With the development of communication, network, and mobile computing technology, vehicles equipped with smart devices, such as wireless sensors, onboard computers, GPS antennas, cameras, radar, and so on, can collect and process large amounts of context-aware data while enabling information exchange between vehicles [43]. Thanks to advancements in vehicular communication and self-driving technology, Internet of Vehicles (IoV) becomes realistic through seamless interconnection among smart vehicles, roadside infrastructure, pedestrians, transportation service providers, and intelligent traffic management systems. By enabling a comprehensive information exchange platform between highly connected smart vehicles and heterogeneous vehicular services, an intelligent transportation system (ITS) leverages AI and big data techniques to provide diverse intelligent and safe vehicular applications, such as enhanced pedestrian and driving safety, efficient traffic planning, smart parking, and entertainment services [44].

The ITS aims for a seamless, connected, and ubiquitous service platform that supports large volume data collecting, transacting, and sharing among participants such as vehicles, pedestrians, and service providers. Meanwhile, existing ITS systems that rely on cloud-based storage and management incur new concerns on performance, scalability, interoperability, security, and privacy. First, ever-increasing interconnected vehicles, along with a massive amount of vehicular data, introduce scalability issues in the centralized ITS services framework.

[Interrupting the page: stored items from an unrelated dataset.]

//! # Rule Evaluation Engine
//!
//! Turns a resolved spin into a verdict for the turn.
//!
//! ## Architecture
//!
//! - **Rules**: prioritized condition chains with a `continue`/`win`/`lose` outcome
//! - **Conditions**: closed set of typed variants combined by a strict left-fold
//!   (`AND`, `OR`, `NOT` = `acc AND NOT current`)
//! - **Context**: read-only snapshot of the spin, the player's score and history
//! - **Engine**: keyed rule store; evaluation stops at the first decisive rule
//! - **Validation / Conflicts**: aggregate field-level issues, contradictory rules
//! - **Definitions / Profiles**: untyped editor wire form and versioned rule sets

pub mod conflict;
pub mod context;
pub mod definition;
pub mod engine;
pub mod profile;
pub mod rules;
pub mod validation;
pub mod verdict;

pub use conflict::*;
pub use context::*;
pub use definition::*;
pub use engine::*;
pub use profile::*;
pub use rules::*;
pub use validation::*;
pub use verdict::*;

use thiserror::Error;

/// Rule engine error types
#[derive(Debug, Error)]
pub enum RuleError {
    #[error("Rule validation failed: {}", format_issues(.0))]
    Validation(Vec<ValidationIssue>),

    #[error("Profile error: {0}")]
    Profile(String),

    #[error("JSON parse error: {0}")]
    Json(#[from] serde_json::Error),
}

impl RuleError {
    /// Issues carried by a validation failure
    pub fn issues(&self) -> &[ValidationIssue] {
        match self {
            Self::Validation(issues) => issues,
            _ => &[],
        }
    }
}

fn format_issues(issues: &[ValidationIssue]) -> String {
    issues
        .iter()
        .map(ToString::to_string)
        .collect::<Vec<_>>()
        .join("; ")
}

pub type RuleResult<T> = Result<T, RuleError>;

/// Lowest accepted rule priority
pub const MIN_PRIORITY: i32 = 0;

/// Highest accepted rule priority
pub const MAX_PRIORITY: i32 = 100;
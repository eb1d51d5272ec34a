//! Weighted selection
//!
//! Cumulative-weight sampling: draw `r = next() · total`, walk the weights in
//! input order and return the first index whose running sum reaches `r`.
//! A fixed weight vector and a fixed stream state always yield the same
//! index.

use wf_core::{RandomStream, Wedge, WfError, WfResult, Wheel};

/// Check a weight vector and return its total.
///
/// Fails with `EmptyInput`, `InvalidWeight` (negative, NaN or infinite) or
/// `DegenerateWeights` (all zero), in that order of precedence.
pub fn validate_weights(weights: &[f64]) -> WfResult<f64> {
    if weights.is_empty() {
        return Err(WfError::EmptyInput);
    }
    for (index, &value) in weights.iter().enumerate() {
        if !value.is_finite() || value < 0.0 {
            return Err(WfError::InvalidWeight { index, value });
        }
    }
    let total: f64 = weights.iter().sum();
    if !total.is_finite() {
        // Finite weights can still overflow when summed
        return Err(WfError::InvalidWeight {
            index: weights.len() - 1,
            value: total,
        });
    }
    if total <= 0.0 {
        return Err(WfError::DegenerateWeights);
    }
    Ok(total)
}

/// Pick an index with probability proportional to its weight.
///
/// Consumes exactly one value from `rng` on success and none on failure.
pub fn select_index(weights: &[f64], rng: &mut RandomStream) -> WfResult<usize> {
    let total = validate_weights(weights)?;
    let r = rng.next() * total;
    Ok(pick(weights, r))
}

/// Walk cumulative weights; zero-weight entries are never returned
fn pick(weights: &[f64], r: f64) -> usize {
    let mut cumulative = 0.0;
    let mut last_positive = 0;
    for (index, &weight) in weights.iter().enumerate() {
        if weight <= 0.0 {
            continue;
        }
        cumulative += weight;
        last_positive = index;
        if cumulative >= r {
            return index;
        }
    }
    // Rounding in the running sum can leave it a hair below r
    last_positive
}

/// Outcome selector owning its random stream
#[derive(Debug, Clone)]
pub struct OutcomeSelector {
    rng: RandomStream,
}

impl OutcomeSelector {
    /// Create a selector around an injected stream
    pub fn new(rng: RandomStream) -> Self {
        Self { rng }
    }

    /// Create a selector from a seed
    pub fn seeded(seed: u32) -> Self {
        Self::new(RandomStream::new(seed))
    }

    /// The underlying stream
    pub fn rng(&self) -> &RandomStream {
        &self.rng
    }

    /// Mutable access to the underlying stream
    pub fn rng_mut(&mut self) -> &mut RandomStream {
        &mut self.rng
    }

    /// Give back the stream
    pub fn into_rng(self) -> RandomStream {
        self.rng
    }

    /// Select an index from raw weights
    pub fn select(&mut self, weights: &[f64]) -> WfResult<usize> {
        select_index(weights, &mut self.rng)
    }

    /// Select a wedge of a wheel by weight
    pub fn select_wedge<'w>(&mut self, wheel: &'w Wheel) -> WfResult<(usize, &'w Wedge)> {
        if wheel.is_empty() {
            return Err(WfError::EmptyInput);
        }
        if wheel.len() < 2 {
            return Err(WfError::InvalidWheel {
                wheel: wheel.id.clone(),
                reason: "needs at least 2 wedges to be selectable".to_string(),
            });
        }
        let index = self.select(&wheel.weights())?;
        log::trace!("Wheel '{}' selected wedge '{}'", wheel.id, wheel.wedges[index].id);
        Ok((index, &wheel.wedges[index]))
    }
}
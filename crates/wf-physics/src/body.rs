//! Wheel bodies

use std::f64::consts::TAU;

use serde::{Deserialize, Serialize};

use crate::{KINETIC_FLOOR, PhysicsError, PhysicsResult, STABILITY_EPSILON};

/// Configuration for a new body
#[derive(Debug, Clone, Copy, PartialEq, Serialize, Deserialize)]
pub struct BodyConfig {
    /// Moment of inertia (> 0)
    #[serde(default = "default_inertia")]
    pub moment_of_inertia: f64,
    /// Friction coefficient (>= 0)
    #[serde(default = "default_friction")]
    pub friction_coefficient: f64,
    /// Share of clutch transfer this body accepts when it is the child of a
    /// connection, in [0, 1]
    #[serde(default)]
    pub clutch_ratio: Option<f64>,
    /// Starting angle (radians)
    #[serde(default)]
    pub initial_angle: f64,
}

fn default_inertia() -> f64 {
    1.0
}
fn default_friction() -> f64 {
    0.5
}

impl Default for BodyConfig {
    fn default() -> Self {
        Self {
            moment_of_inertia: 1.0,
            friction_coefficient: 0.5,
            clutch_ratio: None,
            initial_angle: 0.0,
        }
    }
}

impl BodyConfig {
    pub fn new(moment_of_inertia: f64, friction_coefficient: f64) -> Self {
        Self {
            moment_of_inertia,
            friction_coefficient,
            ..Default::default()
        }
    }

    /// Set clutch ratio
    pub fn with_clutch_ratio(mut self, ratio: f64) -> Self {
        self.clutch_ratio = Some(ratio);
        self
    }

    /// Set starting angle
    pub fn with_initial_angle(mut self, angle: f64) -> Self {
        self.initial_angle = angle;
        self
    }

    /// Reject configurations that would produce NaN trajectories
    pub fn validate(&self, id: &str) -> PhysicsResult<()> {
        let invalid = |reason: String| PhysicsError::InvalidBody {
            id: id.to_string(),
            reason,
        };

        if id.trim().is_empty() {
            return Err(invalid("empty id".to_string()));
        }
        if !self.moment_of_inertia.is_finite() || self.moment_of_inertia <= 0.0 {
            return Err(invalid(format!(
                "moment of inertia must be finite and > 0, got {}",
                self.moment_of_inertia
            )));
        }
        if !self.friction_coefficient.is_finite() || self.friction_coefficient < 0.0 {
            return Err(invalid(format!(
                "friction coefficient must be finite and >= 0, got {}",
                self.friction_coefficient
            )));
        }
        if let Some(ratio) = self.clutch_ratio
            && !(0.0..=1.0).contains(&ratio)
        {
            return Err(invalid(format!("clutch ratio must be in [0, 1], got {ratio}")));
        }
        if !self.initial_angle.is_finite() {
            return Err(invalid("initial angle must be finite".to_string()));
        }
        Ok(())
    }
}

/// Snapshot of a body for rendering
#[derive(Debug, Clone, Copy, PartialEq, Serialize, Deserialize)]
pub struct BodyState {
    /// Angle in [0, 2π)
    pub angle: f64,
    /// Angular velocity (rad/s)
    pub angular_velocity: f64,
}

/// A spinning wheel body
#[derive(Debug, Clone, PartialEq, Serialize, Deserialize)]
pub struct WheelPhysicsBody {
    pub id: String,
    pub moment_of_inertia: f64,
    pub friction_coefficient: f64,
    pub clutch_ratio: Option<f64>,
    /// Radians, wrapped into [0, 2π)
    pub angle: f64,
    pub angular_velocity: f64,
}

impl WheelPhysicsBody {
    /// Build a body from a validated config
    pub fn new(id: &str, config: &BodyConfig) -> PhysicsResult<Self> {
        config.validate(id)?;
        Ok(Self {
            id: id.to_string(),
            moment_of_inertia: config.moment_of_inertia,
            friction_coefficient: config.friction_coefficient,
            clutch_ratio: config.clutch_ratio,
            angle: wrap_angle(config.initial_angle),
            angular_velocity: 0.0,
        })
    }

    /// Current state
    #[inline]
    pub fn state(&self) -> BodyState {
        BodyState {
            angle: self.angle,
            angular_velocity: self.angular_velocity,
        }
    }

    /// Angular momentum (I·ω)
    #[inline]
    pub fn angular_momentum(&self) -> f64 {
        self.moment_of_inertia * self.angular_velocity
    }

    /// Below the stability threshold
    #[inline]
    pub fn is_stable(&self) -> bool {
        self.angular_velocity.abs() < STABILITY_EPSILON
    }

    /// Decelerate under friction; never reverses the direction of spin
    #[inline]
    pub(crate) fn apply_friction(&mut self, dt: f64) {
        if self.friction_coefficient == 0.0 || self.angular_velocity == 0.0 {
            return;
        }
        let speed = self.angular_velocity.abs();
        let decel = self.friction_coefficient * (speed + KINETIC_FLOOR) / self.moment_of_inertia;
        let slowed = (speed - decel * dt).max(0.0);
        self.angular_velocity = slowed.copysign(self.angular_velocity);
    }

    /// Advance the angle
    #[inline]
    pub(crate) fn integrate(&mut self, dt: f64) {
        self.angle = wrap_angle(self.angle + self.angular_velocity * dt);
    }
}

/// Wrap an angle into [0, 2π)
#[inline]
pub fn wrap_angle(angle: f64) -> f64 {
    let wrapped = angle.rem_euclid(TAU);
    // rem_euclid can round up to exactly TAU for tiny negative inputs
    if wrapped >= TAU { 0.0 } else { wrapped }
}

In addition, future ITS also considers interoperability as sharing data and resources with a wide range of service providers, such as original equipment manufacturers (OEM), insurance companies, and transportation departments. Because ITS uses advanced AI/ML algorithms and models to provide diverse smart applications, edge computing nodes allow for caching data from vehicles and offloading tasks from cloud servers to improve QoS. Moreover, the centralized frameworks adopted by ITS are prone to performance bottlenecks and single points of failure under highly dynamic and distributed network environments. Therefore, it is necessary to rethink the system architecture for next-generation IoV networks and intelligent service platforms.

5.1 Design rationale and system architecture

To address the aforementioned issues in current IoV ecosystems, a novel system architecture is introduced by integrating the AR-Edge framework with multi-domain IoV networks to ensure the security and resilience of ITS. Figure 5 demonstrates a system architecture of interconnected vehicular service networks based on a crossroad scenario. The whole IoV network consists of four independent and fragmented vehicle networks. Each vehicle network adopts an AR-Edge framework to perform domain-specific network control, resource orchestration, intelligent services deployment, and security and privacy enforcement. As a permissioned network, each vehicle network relies on system administration services deployed on edge servers to manage all registered entities within a vehicle network. As Figure 5 shows, these entities could be vehicles, cameras, traffic lights, roadside unit (RSU), smart devices used by pedestrians, communication infrastructure, edge servers, charging stations, etc. Each registered entity within a vehicle is assigned a unique identifier (UID) by a trust system administrator.

Figure 5.

The system overview of AR-Edge-enabled IoV networks.

ITS ecosystems use IoV networks and computing technology to enable information and data sharing among participants and achieve a self-organized network. The information interaction between vehicles and other entities refers to vehicle-to-everything (V2X) models, which include vehicle-to-vehicle (V2V), vehicle-to-infrastructure (V2I), vehicle-to-roadside unit (V2R), vehicle-to-grid (V2G), and vehicle-to-pedestrian (V2P) [43]. Each vehicle uses onboard control units and deployed sensors (e.g., inertial measurement unit (IMU), radar and camera, etc.) to collect and process car operating states and environmental information. After joining an IoV network, the vehicle can use an embedded telematics control unit (TCU) to offer wireless communication to and from vehicles and other entities. V2V allows vehicles to broadcast useful information to each other, such as emergency braking, collision detection, and road traffic conditions, thereby improving user driving safety and travel efficiency [43].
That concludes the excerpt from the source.